--- Data provided Enclosed Below ---

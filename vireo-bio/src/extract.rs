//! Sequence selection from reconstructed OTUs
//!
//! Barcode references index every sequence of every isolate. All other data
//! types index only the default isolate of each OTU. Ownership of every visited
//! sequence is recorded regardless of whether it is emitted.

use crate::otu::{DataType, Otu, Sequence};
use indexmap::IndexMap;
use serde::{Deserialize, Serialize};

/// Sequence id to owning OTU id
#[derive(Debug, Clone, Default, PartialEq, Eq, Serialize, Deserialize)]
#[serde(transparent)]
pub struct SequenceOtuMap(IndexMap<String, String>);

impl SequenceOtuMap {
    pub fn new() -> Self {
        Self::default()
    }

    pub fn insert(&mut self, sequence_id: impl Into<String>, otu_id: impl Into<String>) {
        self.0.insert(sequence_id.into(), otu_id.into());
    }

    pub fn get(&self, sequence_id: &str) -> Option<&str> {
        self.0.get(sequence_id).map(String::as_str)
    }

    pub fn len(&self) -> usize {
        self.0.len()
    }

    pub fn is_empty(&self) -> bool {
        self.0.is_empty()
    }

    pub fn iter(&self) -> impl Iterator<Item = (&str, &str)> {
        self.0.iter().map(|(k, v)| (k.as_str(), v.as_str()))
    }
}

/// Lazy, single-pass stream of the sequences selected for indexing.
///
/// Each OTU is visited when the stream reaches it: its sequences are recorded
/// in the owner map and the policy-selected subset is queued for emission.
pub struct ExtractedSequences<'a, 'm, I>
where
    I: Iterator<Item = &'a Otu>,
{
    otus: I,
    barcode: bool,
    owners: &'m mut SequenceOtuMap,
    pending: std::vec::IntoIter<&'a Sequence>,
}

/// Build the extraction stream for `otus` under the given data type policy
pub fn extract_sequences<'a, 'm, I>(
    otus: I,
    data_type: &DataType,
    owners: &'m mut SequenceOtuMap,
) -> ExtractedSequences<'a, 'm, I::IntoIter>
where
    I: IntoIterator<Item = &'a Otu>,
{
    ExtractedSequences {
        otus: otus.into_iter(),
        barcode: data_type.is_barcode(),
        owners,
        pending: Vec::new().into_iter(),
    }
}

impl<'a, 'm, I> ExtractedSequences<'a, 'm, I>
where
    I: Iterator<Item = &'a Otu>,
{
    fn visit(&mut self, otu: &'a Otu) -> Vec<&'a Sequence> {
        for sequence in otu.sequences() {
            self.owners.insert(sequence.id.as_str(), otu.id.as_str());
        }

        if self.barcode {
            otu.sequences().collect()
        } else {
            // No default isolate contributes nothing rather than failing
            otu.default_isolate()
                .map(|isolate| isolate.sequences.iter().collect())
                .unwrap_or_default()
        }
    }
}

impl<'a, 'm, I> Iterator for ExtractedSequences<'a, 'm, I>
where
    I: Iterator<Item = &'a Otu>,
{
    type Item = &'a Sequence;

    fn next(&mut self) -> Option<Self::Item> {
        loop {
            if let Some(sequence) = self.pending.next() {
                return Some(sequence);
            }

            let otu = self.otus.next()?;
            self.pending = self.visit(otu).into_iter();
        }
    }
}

--- End of Enclosed Data provided ---
--- Data provided Enclosed Below ---

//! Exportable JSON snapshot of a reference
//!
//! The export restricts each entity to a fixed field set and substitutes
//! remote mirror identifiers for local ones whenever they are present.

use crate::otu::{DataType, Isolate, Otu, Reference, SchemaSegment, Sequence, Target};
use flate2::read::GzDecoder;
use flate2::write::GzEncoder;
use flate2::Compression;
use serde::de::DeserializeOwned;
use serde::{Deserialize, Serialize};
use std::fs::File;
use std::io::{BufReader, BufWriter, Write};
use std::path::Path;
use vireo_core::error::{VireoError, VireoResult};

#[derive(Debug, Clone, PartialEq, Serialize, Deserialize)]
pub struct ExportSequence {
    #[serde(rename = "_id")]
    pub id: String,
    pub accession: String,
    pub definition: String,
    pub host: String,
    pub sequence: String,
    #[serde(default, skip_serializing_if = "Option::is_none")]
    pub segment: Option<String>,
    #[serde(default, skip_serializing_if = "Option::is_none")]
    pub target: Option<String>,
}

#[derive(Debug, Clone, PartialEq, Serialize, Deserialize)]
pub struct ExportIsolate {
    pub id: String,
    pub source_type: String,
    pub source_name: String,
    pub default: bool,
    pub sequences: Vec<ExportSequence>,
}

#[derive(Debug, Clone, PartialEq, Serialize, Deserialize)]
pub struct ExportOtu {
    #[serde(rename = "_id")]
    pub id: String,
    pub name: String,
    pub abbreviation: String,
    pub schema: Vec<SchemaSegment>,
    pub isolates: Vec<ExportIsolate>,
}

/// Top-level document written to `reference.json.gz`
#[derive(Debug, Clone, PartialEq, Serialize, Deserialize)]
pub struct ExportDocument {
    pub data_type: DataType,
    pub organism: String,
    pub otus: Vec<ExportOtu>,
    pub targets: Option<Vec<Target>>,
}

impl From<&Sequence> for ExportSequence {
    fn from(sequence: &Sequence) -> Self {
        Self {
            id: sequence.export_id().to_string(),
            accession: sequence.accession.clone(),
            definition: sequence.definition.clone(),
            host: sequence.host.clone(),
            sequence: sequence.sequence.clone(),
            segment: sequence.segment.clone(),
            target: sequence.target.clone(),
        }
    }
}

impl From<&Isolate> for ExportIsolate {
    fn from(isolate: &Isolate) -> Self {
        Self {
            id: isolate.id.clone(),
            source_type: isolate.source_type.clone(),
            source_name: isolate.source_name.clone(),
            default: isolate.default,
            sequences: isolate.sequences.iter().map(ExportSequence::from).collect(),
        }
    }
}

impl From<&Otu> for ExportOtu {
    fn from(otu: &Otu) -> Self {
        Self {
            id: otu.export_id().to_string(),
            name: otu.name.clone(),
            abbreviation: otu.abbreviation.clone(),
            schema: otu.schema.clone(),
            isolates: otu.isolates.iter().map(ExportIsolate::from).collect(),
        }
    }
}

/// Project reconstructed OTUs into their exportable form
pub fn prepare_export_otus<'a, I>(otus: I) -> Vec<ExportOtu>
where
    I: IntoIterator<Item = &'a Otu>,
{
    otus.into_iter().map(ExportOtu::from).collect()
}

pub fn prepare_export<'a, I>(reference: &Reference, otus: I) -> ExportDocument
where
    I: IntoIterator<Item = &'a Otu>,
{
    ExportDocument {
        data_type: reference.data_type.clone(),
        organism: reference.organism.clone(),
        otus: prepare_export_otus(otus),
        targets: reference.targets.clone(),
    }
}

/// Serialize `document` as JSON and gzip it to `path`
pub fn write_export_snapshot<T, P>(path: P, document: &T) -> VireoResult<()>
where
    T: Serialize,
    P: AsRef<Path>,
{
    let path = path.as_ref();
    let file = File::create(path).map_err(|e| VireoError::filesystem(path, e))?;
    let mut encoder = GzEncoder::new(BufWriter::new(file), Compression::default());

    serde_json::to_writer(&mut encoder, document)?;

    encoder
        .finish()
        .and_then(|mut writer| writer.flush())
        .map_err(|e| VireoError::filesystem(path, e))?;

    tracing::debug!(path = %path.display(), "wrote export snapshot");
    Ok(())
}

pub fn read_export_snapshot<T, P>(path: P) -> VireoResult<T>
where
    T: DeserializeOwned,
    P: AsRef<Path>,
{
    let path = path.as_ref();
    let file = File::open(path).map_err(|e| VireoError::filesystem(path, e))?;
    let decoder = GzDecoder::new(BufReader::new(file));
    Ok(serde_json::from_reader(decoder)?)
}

--- End of Enclosed Data provided ---
--- Data provided Enclosed Below ---

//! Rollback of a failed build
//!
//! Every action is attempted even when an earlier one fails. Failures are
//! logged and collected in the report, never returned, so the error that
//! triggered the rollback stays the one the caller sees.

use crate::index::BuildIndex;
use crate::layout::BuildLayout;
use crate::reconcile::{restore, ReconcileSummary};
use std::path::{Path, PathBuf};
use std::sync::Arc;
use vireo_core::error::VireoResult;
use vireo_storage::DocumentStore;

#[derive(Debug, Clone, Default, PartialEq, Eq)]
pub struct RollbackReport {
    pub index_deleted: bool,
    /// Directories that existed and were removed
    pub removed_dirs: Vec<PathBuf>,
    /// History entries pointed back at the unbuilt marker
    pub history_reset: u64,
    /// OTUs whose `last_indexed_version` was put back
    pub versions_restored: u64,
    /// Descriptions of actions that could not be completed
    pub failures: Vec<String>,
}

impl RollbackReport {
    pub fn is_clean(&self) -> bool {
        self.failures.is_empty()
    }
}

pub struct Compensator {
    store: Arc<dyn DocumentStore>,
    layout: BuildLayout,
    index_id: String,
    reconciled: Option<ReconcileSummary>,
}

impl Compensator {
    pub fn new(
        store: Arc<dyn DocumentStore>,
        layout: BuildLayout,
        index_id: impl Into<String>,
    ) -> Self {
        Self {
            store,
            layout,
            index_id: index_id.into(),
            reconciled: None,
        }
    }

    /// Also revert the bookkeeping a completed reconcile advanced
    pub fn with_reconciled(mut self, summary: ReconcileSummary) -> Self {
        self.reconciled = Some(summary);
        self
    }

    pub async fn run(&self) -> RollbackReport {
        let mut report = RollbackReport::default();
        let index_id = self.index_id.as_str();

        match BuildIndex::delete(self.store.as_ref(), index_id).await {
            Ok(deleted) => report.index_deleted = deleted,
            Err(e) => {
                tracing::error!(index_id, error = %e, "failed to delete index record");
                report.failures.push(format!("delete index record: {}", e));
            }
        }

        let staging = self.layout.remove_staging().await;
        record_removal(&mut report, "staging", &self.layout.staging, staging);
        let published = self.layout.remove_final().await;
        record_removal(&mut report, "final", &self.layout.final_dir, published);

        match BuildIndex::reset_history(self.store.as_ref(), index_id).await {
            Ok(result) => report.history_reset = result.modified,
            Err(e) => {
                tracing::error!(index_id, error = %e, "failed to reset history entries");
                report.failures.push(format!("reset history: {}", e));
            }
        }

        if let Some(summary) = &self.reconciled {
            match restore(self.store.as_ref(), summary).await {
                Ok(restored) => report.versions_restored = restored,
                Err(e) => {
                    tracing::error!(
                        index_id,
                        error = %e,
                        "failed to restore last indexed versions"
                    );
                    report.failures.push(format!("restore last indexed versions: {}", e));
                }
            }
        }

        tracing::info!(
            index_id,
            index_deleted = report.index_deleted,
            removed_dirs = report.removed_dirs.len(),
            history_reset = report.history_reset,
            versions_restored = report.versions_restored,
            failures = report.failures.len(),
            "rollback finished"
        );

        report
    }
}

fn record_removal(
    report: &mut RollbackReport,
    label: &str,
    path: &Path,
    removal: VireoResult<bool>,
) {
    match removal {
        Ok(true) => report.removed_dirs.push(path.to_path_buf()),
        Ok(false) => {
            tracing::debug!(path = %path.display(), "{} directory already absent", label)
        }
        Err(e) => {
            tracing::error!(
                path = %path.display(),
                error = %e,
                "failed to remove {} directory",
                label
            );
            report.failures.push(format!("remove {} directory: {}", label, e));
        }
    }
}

--- End of Enclosed Data provided ---

» **Problem details**
Filter the records down to the lines that contain the string "visited", and copy those lines.

» **Answer section**
//! types index only the default isolate of each OTU. Ownership of every visited
/// Each OTU is visited when the stream reaches it: its sequences are recorded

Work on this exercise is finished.